The cultivation of crops in America begins in the Tehuacan valley, southeast of the present-day Mexico City. Squash and chili are the earliest plants to be grown - soon followed by corn (or maize) and then by beans and gourds.

These are all species which need to be individually planted, rather than their seeds being scattered or sown /разбросаны или посеяны/ over broken ground. This is a distinction of importance in American history, for there are no animals in America at this time strong enough to pull a plough.

At first these crops merely supplement the food produced by hunting and gathering. But by 3000 BC the people of this area are settled agriculturalists. In this development they are followed by the hunter-gatherers of south America and then, considerably later, by some in the northern part of the continent.

The earliest known settled community in south America is at Huaca Prieta, at the mouth of the Chicama river in Peru. By about 2500 BC the people here have as yet no corn, but they cultivate squash, gourds and chili. They also grow cotton, from which they weave a coarse cloth.

 

The first American civilizations: from 1200 BC

The earliest civilization in America develops in the coastal regions of the Gulf of Mexico.

The Olmecs represent the beginning of civilization in central America. They are followed, about three centuries later, by the earliest civilization of south America - the Chavin culture of Peru.

These two first American civilizations, in Mexico and Peru, set a pattern which will last for more than 2000 years.

Archaeology provides evidence of these various cultures, but the only ones known about in any great detail are those surviving when the Spaniards arrive - to marvel and destroy. These are the very ancient Maya, and the relatively upstart dominant cultures of the time, the Aztecs and the Incas.

 

The people of North America: 1500 BC - 1500 AD

The original people of North America live in all parts of the country. On the east side of the continent there are woodlands, where they kill elk and deer. On the grass plains of the Midwest they hunt to extinction several American species, including the camel, mammoth and horse. In the desert regions of the southwest human subsistence /пропитание/ depends on smaller animals and gathered seeds.
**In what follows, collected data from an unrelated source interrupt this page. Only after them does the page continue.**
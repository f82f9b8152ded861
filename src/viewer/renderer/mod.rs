//! wgpu implementation of [`GpuBackend`].
//!
//! Meshes come from the `bar-shaders` catalog, programs are pipelines built
//! per target format, and every [`TextureId`] names an entry of one table:
//! selection targets, shadow depth targets or background images. Each pass
//! is submitted on its own so a following pixel readback sees it.

mod passes;
mod pipelines;
mod resources;

use std::collections::HashMap;
use std::sync::Arc;

use wgpu::util::DeviceExt;

use crate::render::{BackgroundImage, DrawCall, GpuBackend, MeshHandle, MeshSlot, PassDescriptor, ProgramId, TextureId};
use crate::util::{Error, Result};

use pipelines::{shader_program, PipelineKey, Pipelines};
use resources::{ColorTarget, DepthTexture, GpuMesh, ImageTexture, ObjectBuffer, ShadowTarget, TextureResource};

/// Initial number of per-draw blocks in the uniform buffer
const INITIAL_OBJECT_CAPACITY: usize = 256;

/// Readback buffer size: one texel padded to the copy row alignment
const READBACK_SIZE: u64 = wgpu::COPY_BYTES_PER_ROW_ALIGNMENT as u64;

pub struct WgpuBackend {
    device: Arc<wgpu::Device>,
    queue: Arc<wgpu::Queue>,
    /// Format of the viewport texture the color pass renders into
    output_format: wgpu::TextureFormat,
    pipelines: Pipelines,
    meshes: HashMap<MeshSlot, GpuMesh>,
    textures: HashMap<TextureId, TextureResource>,
    next_texture: u32,
    objects: ObjectBuffer,
    output: Option<ColorTarget>,
    shadow_sampler: wgpu::Sampler,
    image_sampler: wgpu::Sampler,
    readback: wgpu::Buffer,
    frame_passes: usize,
}

impl WgpuBackend {
    pub fn new(device: Arc<wgpu::Device>, queue: Arc<wgpu::Queue>, output_format: wgpu::TextureFormat) -> Self {
        let pipelines = Pipelines::new(&device);
        let objects = ObjectBuffer::new(&device, &pipelines.layouts().object, INITIAL_OBJECT_CAPACITY);

        let shadow_sampler = device.create_sampler(&wgpu::SamplerDescriptor {
            label: Some("shadow_sampler"),
            address_mode_u: wgpu::AddressMode::ClampToEdge,
            address_mode_v: wgpu::AddressMode::ClampToEdge,
            address_mode_w: wgpu::AddressMode::ClampToEdge,
            mag_filter: wgpu::FilterMode::Linear,
            min_filter: wgpu::FilterMode::Linear,
            mipmap_filter: wgpu::FilterMode::Nearest,
            compare: Some(wgpu::CompareFunction::LessEqual),
            ..Default::default()
        });
        let image_sampler = device.create_sampler(&wgpu::SamplerDescriptor {
            label: Some("background_sampler"),
            address_mode_u: wgpu::AddressMode::ClampToEdge,
            address_mode_v: wgpu::AddressMode::ClampToEdge,
            address_mode_w: wgpu::AddressMode::ClampToEdge,
            mag_filter: wgpu::FilterMode::Linear,
            min_filter: wgpu::FilterMode::Linear,
            mipmap_filter: wgpu::FilterMode::Nearest,
            ..Default::default()
        });
        let readback = device.create_buffer(&wgpu::BufferDescriptor {
            label: Some("selection_readback_buffer"),
            size: READBACK_SIZE,
            usage: wgpu::BufferUsages::COPY_DST | wgpu::BufferUsages::MAP_READ,
            mapped_at_creation: false,
        });

        Self {
            device,
            queue,
            output_format,
            pipelines,
            meshes: HashMap::new(),
            textures: HashMap::new(),
            next_texture: 1,
            objects,
            output: None,
            shadow_sampler,
            image_sampler,
            readback,
            frame_passes: 0,
        }
    }

    /// (Re)create the output texture; true when a new texture was made.
    pub fn ensure_output(&mut self, width: u32, height: u32) -> bool {
        if self.output.as_ref().is_some_and(|o| o.size == (width, height)) {
            return false;
        }
        if width == 0 || height == 0 {
            self.output = None;
            return false;
        }
        self.output = Some(ColorTarget::new(
            &self.device,
            "viewport_render_texture",
            width,
            height,
            self.output_format,
            wgpu::TextureUsages::TEXTURE_BINDING,
        ));
        true
    }

    pub fn output_view(&self) -> Option<&wgpu::TextureView> {
        self.output.as_ref().map(|o| &o.view)
    }

    pub fn pipeline_count(&self) -> usize {
        self.pipelines.len()
    }

    fn fits(&self, width: u32, height: u32) -> bool {
        let max = self.device.limits().max_texture_dimension_2d;
        width > 0 && height > 0 && width <= max && height <= max
    }

    fn insert_texture(&mut self, resource: TextureResource) -> TextureId {
        let id = TextureId(self.next_texture);
        self.next_texture += 1;
        self.textures.insert(id, resource);
        id
    }

    /// Pre-build the pipeline a program is normally drawn with
    fn warm_pipeline(&mut self, program: ProgramId) {
        let format = match program {
            ProgramId::Depth => bar_shaders::DEPTH_FORMAT,
            ProgramId::Selection => bar_shaders::SELECTION_FORMAT,
            _ => self.output_format,
        };
        let cull = match program {
            ProgramId::Depth => wgpu::Face::Front,
            _ => wgpu::Face::Back,
        };
        self.pipelines.prepare(
            &self.device,
            PipelineKey {
                program: shader_program(program),
                format,
                blend: false,
                cull,
            },
        );
    }
}

impl GpuBackend for WgpuBackend {
    fn begin_frame(&mut self) {
        self.frame_passes = 0;
    }

    fn end_frame(&mut self) {
        tracing::trace!(passes = self.frame_passes, pipelines = self.pipelines.len(), "gpu frame submitted");
    }

    fn load_mesh(&mut self, slot: MeshSlot, id: &str) -> Result<MeshHandle> {
        let data = bar_shaders::mesh_by_id(id).ok_or_else(|| Error::MeshNotFound(id.to_string()))?;
        let mesh = GpuMesh::new(&self.device, id, &data);
        let handle = MeshHandle {
            slot,
            vertex_count: mesh.vertex_count,
            index_count: mesh.index_count,
        };
        tracing::debug!(?slot, id, vertices = mesh.vertex_count, "loaded mesh");
        self.meshes.insert(slot, mesh);
        Ok(handle)
    }

    fn load_program(&mut self, program: ProgramId) -> Result<()> {
        self.pipelines.invalidate(shader_program(program));
        self.warm_pipeline(program);
        tracing::debug!(program = program.name(), "loaded program");
        Ok(())
    }

    fn create_texture(&mut self, image: &BackgroundImage) -> Option<TextureId> {
        let expected = image.width as usize * image.height as usize * 4;
        if !self.fits(image.width, image.height) || image.rgba.len() != expected {
            return None;
        }
        let texture = self.device.create_texture_with_data(
            &self.queue,
            &wgpu::TextureDescriptor {
                label: Some("background_texture"),
                size: wgpu::Extent3d {
                    width: image.width,
                    height: image.height,
                    depth_or_array_layers: 1,
                },
                mip_level_count: 1,
                sample_count: 1,
                dimension: wgpu::TextureDimension::D2,
                format: wgpu::TextureFormat::Rgba8UnormSrgb,
                usage: wgpu::TextureUsages::TEXTURE_BINDING | wgpu::TextureUsages::COPY_DST,
                view_formats: &[],
            },
            wgpu::util::TextureDataOrder::LayerMajor,
            &image.rgba,
        );
        let view = texture.create_view(&wgpu::TextureViewDescriptor::default());
        let bind_group = self.device.create_bind_group(&wgpu::BindGroupDescriptor {
            label: Some("background_bind_group"),
            layout: &self.pipelines.layouts().texture,
            entries: &[
                wgpu::BindGroupEntry {
                    binding: 0,
                    resource: wgpu::BindingResource::TextureView(&view),
                },
                wgpu::BindGroupEntry {
                    binding: 1,
                    resource: wgpu::BindingResource::Sampler(&self.image_sampler),
                },
            ],
        });
        Some(self.insert_texture(TextureResource::Image(ImageTexture { texture, bind_group })))
    }

    fn delete_texture(&mut self, texture: TextureId) {
        if self.textures.remove(&texture).is_none() {
            tracing::debug!(?texture, "deleting unknown texture");
        }
    }

    fn create_selection_target(&mut self, width: u32, height: u32) -> Option<TextureId> {
        if !self.fits(width, height) {
            return None;
        }
        let target = ColorTarget::selection(&self.device, width, height);
        Some(self.insert_texture(TextureResource::Selection(target)))
    }

    fn create_depth_target(&mut self, width: u32, height: u32) -> Option<TextureId> {
        if !self.fits(width, height) {
            return None;
        }
        let depth = DepthTexture::new(&self.device, "shadow_depth_texture", width, height, true);
        let bind_group = self.device.create_bind_group(&wgpu::BindGroupDescriptor {
            label: Some("shadow_bind_group"),
            layout: &self.pipelines.layouts().shadow,
            entries: &[
                wgpu::BindGroupEntry {
                    binding: 0,
                    resource: wgpu::BindingResource::TextureView(&depth.view),
                },
                wgpu::BindGroupEntry {
                    binding: 1,
                    resource: wgpu::BindingResource::Sampler(&self.shadow_sampler),
                },
            ],
        });
        Some(self.insert_texture(TextureResource::Shadow(ShadowTarget { depth, bind_group })))
    }

    fn execute_pass(&mut self, pass: &PassDescriptor, draws: &[DrawCall]) {
        self.encode_pass(pass, draws);
        self.frame_passes += 1;
    }

    fn read_pixel(&mut self, target: TextureId, x: u32, y: u32) -> Option<[u8; 4]> {
        self.read_selection_pixel(target, x, y)
    }
}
In the Arctic north, where there is very much more hunting than gathering, fish and seals are plentiful.

The first village life is in the southwest, where by the 1000 BC, squash and corn (or maize) are cultivated (see hunter-gatherers).

The natives of this region get their crops from the more advanced civilization to the south, in Mexico. The next custom of the tribes was the earth houses.

During and after this period two regions of North America develop quite advanced farming societies - the Mississippi valley and the southwest. Farming and village life spread up the east coast, where fields are cleared from the woodlands for the planting. But in most parts of the continent the tribes continue to live in the traditional manner of hunter-gatherers, even though they lack the one animal which makes movement on the plains easy.

Pre-Columbian Indians: before AD 1492

The arrival of Columbus in 1492 is a disaster for the original inhabitants of the American continent.

Where the tribes develop a closer relationship with the new arrivals, they are frequently tricked, tormented and killed by their visitors. Two elements make the Europeans both strong and ruthless - their possession of guns, and an unshakable conviction in the rightness of their Christian cause.

The event of 1492, the biggest turning point in the history of America, has had the Eurocentric effect of defining that history in terms of this one moment. Historians describe the previous American cultures as pre-Columbian. And the original people of the continent become known as Indians, simply because Columbus is under the illusion that he has reached the Indies.

In recent years Native Americans has come into use as an alternative name. But it is a misleading phrase - meaning, but failing to say, aboriginal or indigenous Americans. In spite of its quirky origins, American Indians remains the more direct and simple term.